Controla tu estrés alimentario

Controla tu estrés alimentario

Un plan para controlar exitosamente el estrés alimentario no es sólo acerca de la comida. De hecho, no empieza con la comida en absoluto. Unas pocas estrategias no alimentarias y un poco de práctica pueden marcar una gran diferencia. Se necesita persistencia y formas creativas de calmarse y calmarse con éxito. El objetivo es reconfigurar su cerebro para identificar ciertos comportamientos no alimentarios como reconfortantes, y usar esos comportamientos cuando las cosas empiezan a sentirse estresantes.

Estas tres estrategias para combatir el estrés pueden ayudarle a calmarse y tomar el control.
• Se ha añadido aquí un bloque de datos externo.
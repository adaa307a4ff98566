//! Dashboard Report
//!
//! Derived metrics over the ledger: total expenses, savings, and the
//! three-bar dataset handed to a chart renderer. Nothing here is stored;
//! every value is recomputed from the current income and expenses.

use std::io::Write;

use crate::error::{FinbotError, FinbotResult};
use crate::models::{Expense, Money};
use crate::storage::Storage;

/// Number of axis steps a chart should span
const AXIS_DIVISIONS: i64 = 5;

/// Income, total expenses and what is left over
#[derive(Debug, Clone, Copy, PartialEq, Eq)]
pub struct LedgerTotals {
    pub income: Money,
    pub total_expenses: Money,
    /// `income - total_expenses`; may be negative
    pub savings: Money,
}

impl LedgerTotals {
    /// Compute totals from income and the expense list
    ///
    /// Fails rather than wrapping when a total leaves the i64 range, which
    /// only hand-edited or very long ledgers can reach.
    pub fn compute(income: Money, expenses: &[Expense]) -> FinbotResult<Self> {
        let overflow = || {
            FinbotError::Validation(
                "Totals are too large to compute; check for oversized amounts".into(),
            )
        };

        let total_expenses =
            Money::checked_sum(expenses.iter().map(|e| e.amount)).ok_or_else(overflow)?;
        let savings = income.checked_sub(total_expenses).ok_or_else(overflow)?;

        Ok(Self {
            income,
            total_expenses,
            savings,
        })
    }

    /// Savings as a share of income, when income is positive
    pub fn savings_rate(&self) -> Option<f64> {
        if self.income.is_positive() {
            Some(self.savings.as_units_f64() / self.income.as_units_f64())
        } else {
            None
        }
    }
}

/// One labeled bar of the chart dataset
#[derive(Debug, Clone, Copy, PartialEq, Eq)]
pub struct ChartPoint {
    pub label: &'static str,
    pub value: Money,
}

/// Chart-ready view of the ledger totals
#[derive(Debug, Clone, PartialEq, Eq)]
pub struct ChartDataset {
    pub points: [ChartPoint; 3],
    /// Suggested axis step in whole currency units, at least 1
    pub step_size: i64,
}

impl ChartDataset {
    pub fn from_totals(totals: &LedgerTotals) -> Self {
        let points = [
            ChartPoint {
                label: "Income",
                value: totals.income,
            },
            ChartPoint {
                label: "Expenses",
                value: totals.total_expenses,
            },
            ChartPoint {
                label: "Savings",
                value: totals.savings,
            },
        ];

        let max = points
            .iter()
            .map(|p| p.value)
            .max()
            .unwrap_or_default();

        Self {
            points,
            step_size: step_size_for(max),
        }
    }

    /// Largest plotted value, never below zero
    pub fn max_value(&self) -> Money {
        self.points
            .iter()
            .map(|p| p.value)
            .max()
            .filter(|m| m.is_positive())
            .unwrap_or_default()
    }
}

/// `ceil(max / 5)` in whole units, at least 1
fn step_size_for(max: Money) -> i64 {
    if !max.is_positive() {
        return 1;
    }
    let cents = i128::from(max.cents());
    let divisor = i128::from(AXIS_DIVISIONS) * 100;
    let step = (cents + divisor - 1) / divisor;
    step.clamp(1, i128::from(i64::MAX)) as i64
}

/// Everything the dashboard screen shows
#[derive(Debug, Clone)]
pub struct DashboardReport {
    pub totals: LedgerTotals,
    pub chart: ChartDataset,
    pub expenses: Vec<Expense>,
}

impl DashboardReport {
    /// Build the report from the current storage contents
    pub fn generate(storage: &Storage) -> FinbotResult<Self> {
        let income = storage.income.get()?;
        let expenses = storage.expenses.get_all()?;
        Self::from_parts(income, expenses)
    }

    pub fn from_parts(income: Money, expenses: Vec<Expense>) -> FinbotResult<Self> {
        let totals = LedgerTotals::compute(income, &expenses)?;
        Ok(Self {
            chart: ChartDataset::from_totals(&totals),
            totals,
            expenses,
        })
    }

    /// Write the report to a terminal
    pub fn format_terminal<W: Write>(&self, writer: &mut W, symbol: &str) -> FinbotResult<()> {
        writeln!(writer, "Financial Dashboard")?;
        writeln!(writer, "{}", "=".repeat(40))?;
        writeln!(
            writer,
            "Income:          {:>20}",
            self.totals.income.format_with_symbol(symbol)
        )?;
        writeln!(
            writer,
            "Total Expenses:  {:>20}",
            self.totals.total_expenses.format_with_symbol(symbol)
        )?;
        writeln!(
            writer,
            "Savings:         {:>20}",
            self.totals.savings.format_with_symbol(symbol)
        )?;

        if let Some(rate) = self.totals.savings_rate() {
            writeln!(writer, "Savings Rate:    {:>19.1}%", rate * 100.0)?;
        }

        writeln!(writer)?;
        self.write_bars(writer, symbol)?;

        writeln!(writer)?;
        writeln!(writer, "Expenses")?;
        writeln!(writer, "{}", "-".repeat(40))?;
        if self.expenses.is_empty() {
            writeln!(writer, "No expenses recorded.")?;
        } else {
            for expense in &self.expenses {
                writeln!(
                    writer,
                    "{:<14} {:<20} {:>16}",
                    expense.id.to_string(),
                    expense.name,
                    expense.amount.format_with_symbol(symbol)
                )?;
            }
        }

        Ok(())
    }

    fn write_bars<W: Write>(&self, writer: &mut W, symbol: &str) -> FinbotResult<()> {
        const WIDTH: f64 = 24.0;
        let max = self.chart.max_value().as_units_f64();

        for point in &self.chart.points {
            let len = if max > 0.0 && point.value.is_positive() {
                ((point.value.as_units_f64() / max) * WIDTH).round() as usize
            } else {
                0
            };
            writeln!(
                writer,
                "{:<9} {:<24} {}",
                point.label,
                "#".repeat(len),
                point.value.format_with_symbol(symbol)
            )?;
        }
        writeln!(writer, "(axis step: {}{})", symbol, self.chart.step_size)?;

        Ok(())
    }
}

#[cfg(test)]
mod tests {
    use super::*;

    fn expenses(amounts: &[(&str, i64)]) -> Vec<Expense> {
        amounts
            .iter()
            .map(|(name, units)| Expense::new(*name, Money::from_units(*units)))
            .collect()
    }

    #[test]
    fn test_totals_scenario() {
        let list = expenses(&[("Rent", 10000), ("Food", 5000)]);
        let totals = LedgerTotals::compute(Money::from_units(30000), &list).unwrap();

        assert_eq!(totals.total_expenses, Money::from_units(15000));
        assert_eq!(totals.savings, Money::from_units(15000));
        assert_eq!(totals.savings_rate(), Some(0.5));
    }

    #[test]
    fn test_negative_savings_not_clamped() {
        let list = expenses(&[("Rent", 10000)]);
        let totals = LedgerTotals::compute(Money::from_units(4000), &list).unwrap();
        assert_eq!(totals.savings, Money::from_units(-6000));
    }

    #[test]
    fn test_empty_ledger() {
        let totals = LedgerTotals::compute(Money::zero(), &[]).unwrap();
        assert_eq!(totals.total_expenses, Money::zero());
        assert_eq!(totals.savings, Money::zero());
        assert_eq!(totals.savings_rate(), None);
    }

    #[test]
    fn test_totals_overflow_is_an_error() {
        let huge = Money::from_cents(i64::MAX / 2 + 1);
        let list = vec![Expense::new("A", huge), Expense::new("B", huge)];

        let err = LedgerTotals::compute(Money::zero(), &list).unwrap_err();
        assert!(err.is_validation());

        // the subtraction is checked too
        let list = vec![Expense::new("A", Money::from_cents(i64::MAX))];
        assert!(LedgerTotals::compute(Money::from_cents(-100), &list).is_err());
    }

    #[test]
    fn test_chart_dataset_labels_and_values() {
        let list = expenses(&[("Rent", 10000), ("Food", 5000)]);
        let totals = LedgerTotals::compute(Money::from_units(30000), &list).unwrap();
        let chart = ChartDataset::from_totals(&totals);

        let labels: Vec<_> = chart.points.iter().map(|p| p.label).collect();
        assert_eq!(labels, vec!["Income", "Expenses", "Savings"]);
        assert_eq!(chart.points[1].value, Money::from_units(15000));
        assert_eq!(chart.step_size, 6000);
    }

    #[test]
    fn test_step_size_rounds_up_and_has_floor() {
        assert_eq!(step_size_for(Money::from_units(11)), 3);
        assert_eq!(step_size_for(Money::from_cents(1)), 1);
        assert_eq!(step_size_for(Money::zero()), 1);
        assert_eq!(step_size_for(Money::from_units(-50)), 1);
    }

    #[test]
    fn test_report_from_storage() {
        let storage = Storage::in_memory();
        storage.income.set(Money::from_units(100)).unwrap();
        storage
            .expenses
            .push(Expense::new("Snacks", Money::from_units(40)))
            .unwrap();

        let report = DashboardReport::generate(&storage).unwrap();
        assert_eq!(report.totals.savings, Money::from_units(60));
        assert_eq!(report.expenses.len(), 1);
    }

    #[test]
    fn test_format_terminal() {
        let report = DashboardReport::from_parts(
            Money::from_units(30000),
            expenses(&[("Rent", 10000), ("Food", 5000)]),
        )
        .unwrap();

        let mut out = Vec::new();
        report.format_terminal(&mut out, "₹").unwrap();
        let text = String::from_utf8(out).unwrap();

        assert!(text.contains("₹30,000.00"));
        assert!(text.contains("₹15,000.00"));
        assert!(text.contains("Rent"));
        assert!(text.contains("axis step: ₹6000"));
    }
}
Esté atento y tenga cuidado

Mucho de lo que se come por estrés es tan inconsciente que sucede automáticamente, y es posible que ni siquiera te des cuenta. Antes de que usted pueda hacer cambios en su comportamiento, necesita estar consciente de lo que está haciendo. Llevar un diario puede ayudar. Escriba dónde y cuándo se estresa para comer. ¿Fue durante el trabajo o tarde en la noche cuando estaba solo? ¿Notas algún patrón? Trate de determinar si tenía o no hambre física. Al principio puedes estar escribiendo un diario después del hecho, pero con el tiempo tu conciencia aumentará, y te atraparás a ti mismo antes de comer en situaciones de estrés. Esta es la meta; y entonces usted puede decidir NO estresarse, comer y hacer otra cosa para sobrellevar la situación.

Reemplaza y Cambia

Si usted elimina el estrés de comer de su vida, necesita reemplazarlo con algo. Escriba una lista concreta de todos los intercambios saludables que pueden ayudarlo a pasar el día. He aquí algunos ejemplos sencillos.
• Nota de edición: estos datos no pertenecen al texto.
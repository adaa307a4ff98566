//! Raw input forms
//!
//! Forms hold the text a user typed before it is parsed. Services clear them
//! after a successful submit and prefill them when an entry is taken back for
//! editing.

use super::expense::Expense;

/// Input fields for adding an expense
#[derive(Debug, Clone, Default, PartialEq, Eq)]
pub struct ExpenseForm {
    pub name: String,
    pub amount: String,
}

impl ExpenseForm {
    pub fn new(name: impl Into<String>, amount: impl Into<String>) -> Self {
        Self {
            name: name.into(),
            amount: amount.into(),
        }
    }

    /// Load an existing expense into the fields
    pub fn prefill(&mut self, expense: &Expense) {
        self.name = expense.name.clone();
        self.amount = expense.amount.to_string();
    }

    pub fn clear(&mut self) {
        self.name.clear();
        self.amount.clear();
    }

    pub fn is_empty(&self) -> bool {
        self.name.is_empty() && self.amount.is_empty()
    }
}

/// Input fields for adding a savings goal
#[derive(Debug, Clone, Default, PartialEq, Eq)]
pub struct GoalForm {
    pub name: String,
    pub target: String,
    pub saved: String,
}

impl GoalForm {
    pub fn new(
        name: impl Into<String>,
        target: impl Into<String>,
        saved: impl Into<String>,
    ) -> Self {
        Self {
            name: name.into(),
            target: target.into(),
            saved: saved.into(),
        }
    }

    pub fn clear(&mut self) {
        self.name.clear();
        self.target.clear();
        self.saved.clear();
    }
}
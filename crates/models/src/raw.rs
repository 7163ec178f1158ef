//! Untyped snapshot of the preference namespace as the store holds it.

use std::collections::BTreeMap;

use serde::{Deserialize, Serialize};

use crate::keys::PreferenceKey;

/// A primitive value stored under a preference key.
#[derive(Debug, Clone, PartialEq, Eq, Serialize, Deserialize)]
#[serde(untagged)]
pub enum PreferenceValue {
    Bool(bool),
    Text(String),
}

/// Key -> primitive mapping. Serializes as a flat JSON object.
#[derive(Debug, Clone, Default, PartialEq, Eq, Serialize, Deserialize)]
#[serde(transparent)]
pub struct RawPreferences {
    entries: BTreeMap<String, PreferenceValue>,
}

impl RawPreferences {
    pub fn new() -> Self {
        Self::default()
    }

    pub fn is_empty(&self) -> bool {
        self.entries.is_empty()
    }

    pub fn len(&self) -> usize {
        self.entries.len()
    }

    /// Boolean at `key`; `None` when absent or stored with another type.
    pub fn get_bool(&self, key: PreferenceKey) -> Option<bool> {
        match self.entries.get(key.name()) {
            Some(PreferenceValue::Bool(b)) => Some(*b),
            _ => None,
        }
    }

    /// String at `key`; `None` when absent or stored with another type.
    pub fn get_string(&self, key: PreferenceKey) -> Option<&str> {
        match self.entries.get(key.name()) {
            Some(PreferenceValue::Text(s)) => Some(s.as_str()),
            _ => None,
        }
    }

    pub fn set_bool(&mut self, key: PreferenceKey, value: bool) {
        self.entries.insert(key.name().to_string(), PreferenceValue::Bool(value));
    }

    pub fn set_string(&mut self, key: PreferenceKey, value: impl Into<String>) {
        self.entries.insert(key.name().to_string(), PreferenceValue::Text(value.into()));
    }
}
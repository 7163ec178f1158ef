use std::io;
use tracing_subscriber::{fmt, EnvFilter};

use configs::LoggingConfig;

const DEFAULT_FILTER: &str = "info";

/// Initialize tracing subscriber with sensible defaults and stdout writer.
/// - Respects `RUST_LOG` if set
/// - Falls back to `fallback`, or `info` when none is given
pub fn init_logging_default(fallback: Option<&str>) {
    let _ = fmt()
        .with_env_filter(env_filter(fallback))
        .with_target(false)
        .compact()
        .with_writer(io::stdout)
        .try_init();
}

/// Initialize tracing subscriber with JSON structured output.
/// - Respects `RUST_LOG` if set, defaults to `info`
/// - Writes to stdout for consistent container logging behavior
pub fn init_logging_json(fallback: Option<&str>) {
    let _ = fmt()
        .with_env_filter(env_filter(fallback))
        .with_target(true)
        .json()
        .with_writer(io::stdout)
        .try_init();
}

/// Pick the output format from configuration. Safe to call more than once;
/// only the first subscriber wins.
pub fn init_logging(cfg: &LoggingConfig) {
    if cfg.json {
        init_logging_json(cfg.filter.as_deref());
    } else {
        init_logging_default(cfg.filter.as_deref());
    }
}

fn env_filter(fallback: Option<&str>) -> EnvFilter {
    EnvFilter::try_from_default_env()
        .unwrap_or_else(|_| EnvFilter::new(fallback.unwrap_or(DEFAULT_FILTER)))
}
Cambie su rutina. Si usted tiene rituales de alimentación estresante que se han convertido en malos hábitos, intente algo diferente. Por ejemplo, si usted tiene el hábito de parar en Dunkin’ Donuts en el camino a casa de su estresante trabajo para tomar un café y siempre terminar recibiendo un donut, cambie esa rutina. Lleve un bocadillo saludable para comer en el camino a casa y tome una ruta diferente para evitar los Dunkin’ Donuts.
Estirar y moverse. El estrés se acumula en nuestro cuerpo y luego crea más estrés y malestar. Si no puedes cambiar las circunstancias externas en este momento, todavía puedes ser amable contigo mismo y estirar tu cuello o tu espalda. Párese, muévase y salga a caminar si es posible. Trate de crear comodidad en su cuerpo de manera que no implique comer.
Respira hondo. Es físicamente imposible estar más estresado y relajado al mismo tiempo. Cuando empiezas a relajarte, aunque sea un poquito, inviertes el ciclo de crecer más y más estresado o ansioso. Concéntrese en su respiración por sólo un minuto o ponga la mano en su abdomen y respire. Trate de hacer un ejercicio de respiración rápida. La ralentización de la respiración puede hacer que su cuerpo piense que va a dormir, lo que a su vez lo relaja. Cierra los ojos. Mire fijamente la negrura de sus párpados. Inhale y exhale lentamente. Cuente cada vez que inhale y exhale. Continúe hasta que llegue a 10.
Dormir. El estrés es agotador y es necesario dormir bien para recuperarse. Apunte a por lo menos 7½ horas de sueño por noche. Usted será más productivo y podrá concentrarse mejor, y será menos probable que tenga antojos. Haga del sueño una prioridad.
Haga una lista. En lugar de comer por estrés, aumente su efectividad con un plan. Escribe tres cosas que quieres lograr para el día y una cosa que te nutrirá para ti mismo.

Practique la calma

Además de las estrategias mencionadas anteriormente, hay muchas otras maneras de calmarse sin comer, como escribir en un diario, meditar, conectarse con los demás, la distracción, las imágenes guiadas, la aromaterapia y otras formas de mimar sus sentidos. Pruebe estas técnicas cuando no se le antojen los alimentos, para que sepa exactamente qué hacer antes de que realmente los necesite.